Tag: Video Review: A Memory Stained

New Audio: Los Angeles’ Numb.er Returns with a Lysergic-Tinged Visuals and Sounds of “A Memory Stained”

Earlier this year, I wrote about Numb.er, the brainchild of Los Angeles, CA-based mastermind and primary songwriter, photographer and visual artist Jeff Fribourg, who’s probably best known as a founding member of psych rock/kraut rock band Froth. Now, as you may recall, Fribourg can trace the origins of his love affair with synthesizers to when he was leading Froth, and with his latest project, Fribourg fully explores both his deep love of synthesizers and his wildly eclectic influences and inclinations; in fact with Numb.er Fribourg’s work meshes elements of punk rock, post-punk, noise rock and shoegaze.
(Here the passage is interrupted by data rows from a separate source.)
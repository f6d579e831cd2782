//! User Entity Implementation
//!
//! 소셜 로그인 신원을 보유하는 사용자 엔티티입니다.
//! 각 프로바이더의 신원은 자신의 필드에 하위 문서로 저장됩니다.

use mongodb::bson::{oid::ObjectId, DateTime};
use serde::{Deserialize, Serialize};
use crate::config::ProviderTag;
use crate::domain::models::oauth::ProviderIdentity;

/// 사용자 엔티티
///
/// `id`가 `None`이면 아직 저장되지 않은 초안 상태입니다.
/// 저장소의 `create`가 식별자를 부여합니다.
#[derive(Debug, Clone, PartialEq, Serialize, Deserialize)]
pub struct User {
    #[serde(rename = "_id", skip_serializing_if = "Option::is_none")]
    pub id: Option<ObjectId>,
    /// Facebook 신원 (`facebook.external_id`로 조회)
    #[serde(default, skip_serializing_if = "Option::is_none")]
    pub facebook: Option<ProviderIdentity>,
    /// Instagram 신원 (`instagram.external_id`로 조회)
    #[serde(default, skip_serializing_if = "Option::is_none")]
    pub instagram: Option<ProviderIdentity>,
    /// 생성 시간
    pub created_at: DateTime,
    /// 수정 시간
    pub updated_at: DateTime,
}

impl User {
    /// 정확히 하나의 프로바이더 신원을 가진 새 사용자 초안 생성
    pub fn with_identity(provider: ProviderTag, identity: ProviderIdentity) -> Self {
        let now = DateTime::now();

        let mut user = Self {
            id: None,
            facebook: None,
            instagram: None,
            created_at: now,
            updated_at: now,
        };
        *user.identity_slot(provider) = Some(identity);
        user
    }

    /// 프로바이더별 신원 조회
    pub fn identity(&self, provider: ProviderTag) -> Option<&ProviderIdentity> {
        match provider {
            ProviderTag::Facebook => self.facebook.as_ref(),
            ProviderTag::Instagram => self.instagram.as_ref(),
        }
    }

    fn identity_slot(&mut self, provider: ProviderTag) -> &mut Option<ProviderIdentity> {
        match provider {
            ProviderTag::Facebook => &mut self.facebook,
            ProviderTag::Instagram => &mut self.instagram,
        }
    }

    /// 주어진 프로바이더 신원이 연결되어 있는지 확인
    pub fn is_linked_to(&self, provider: ProviderTag, external_id: &str) -> bool {
        self.identity(provider)
            .is_some_and(|identity| identity.external_id == external_id)
    }

    /// 연결된 프로바이더 목록
    pub fn linked_providers(&self) -> Vec<ProviderTag> {
        ProviderTag::ALL
            .into_iter()
            .filter(|provider| self.identity(*provider).is_some())
            .collect()
    }

    /// ID 문자열로 변환
    pub fn id_string(&self) -> Option<String> {
        self.id.as_ref().map(|id| id.to_hex())
    }
}
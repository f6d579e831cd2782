//! # 사용자 응답 DTO 모듈
//!
//! 엔티티를 클라이언트에 노출 가능한 형태로 변환합니다.
//! 액세스 토큰 등 민감 정보는 변환 과정에서 제외됩니다.

pub mod user_response;

pub use user_response::{IdentityResponse, LinkedUserResponse};
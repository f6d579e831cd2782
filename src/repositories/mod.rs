//! 데이터 액세스 계층을 담당하는 리포지토리 모듈
//!
//! 리포지토리는 전역 레지스트리를 거치지 않고 생성자로 주입됩니다.
//! `main`에서 설정(`STORAGE_BACKEND`)에 따라 하나를 골라 `Arc<dyn UserStore>`로 넘깁니다.

pub mod users;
Goodbye, Fribourg’s latest Numb.er album was released earlier this year through renowned post punk label Felte Records, and the album’s first single “Numerical Depression” featured elements of 77-era punk, post-punk and noise punk in a way that sonically brought the likes of Wire, Nirvana, The Clash, Bauhaus, without resorting to mimicry and cliches. Interestingly, Goodbye’s latest single finds Fribourg seamlessly meshing 60s psych pop with synth-led New Wave and four-on-the-four drumming in a way that brings British psych rockers TOY to mind, but murkier and more foreboding while retaining Fribourg’s uncanny ability to craft an infectious hook. 

Directed by Matt Creed and edited by Chris Rice, the recently released video for “A Memory Stained” employs the use of creepy yet trippy found footage that emphasizes the lysergic quality of the song and its foreboding vibes.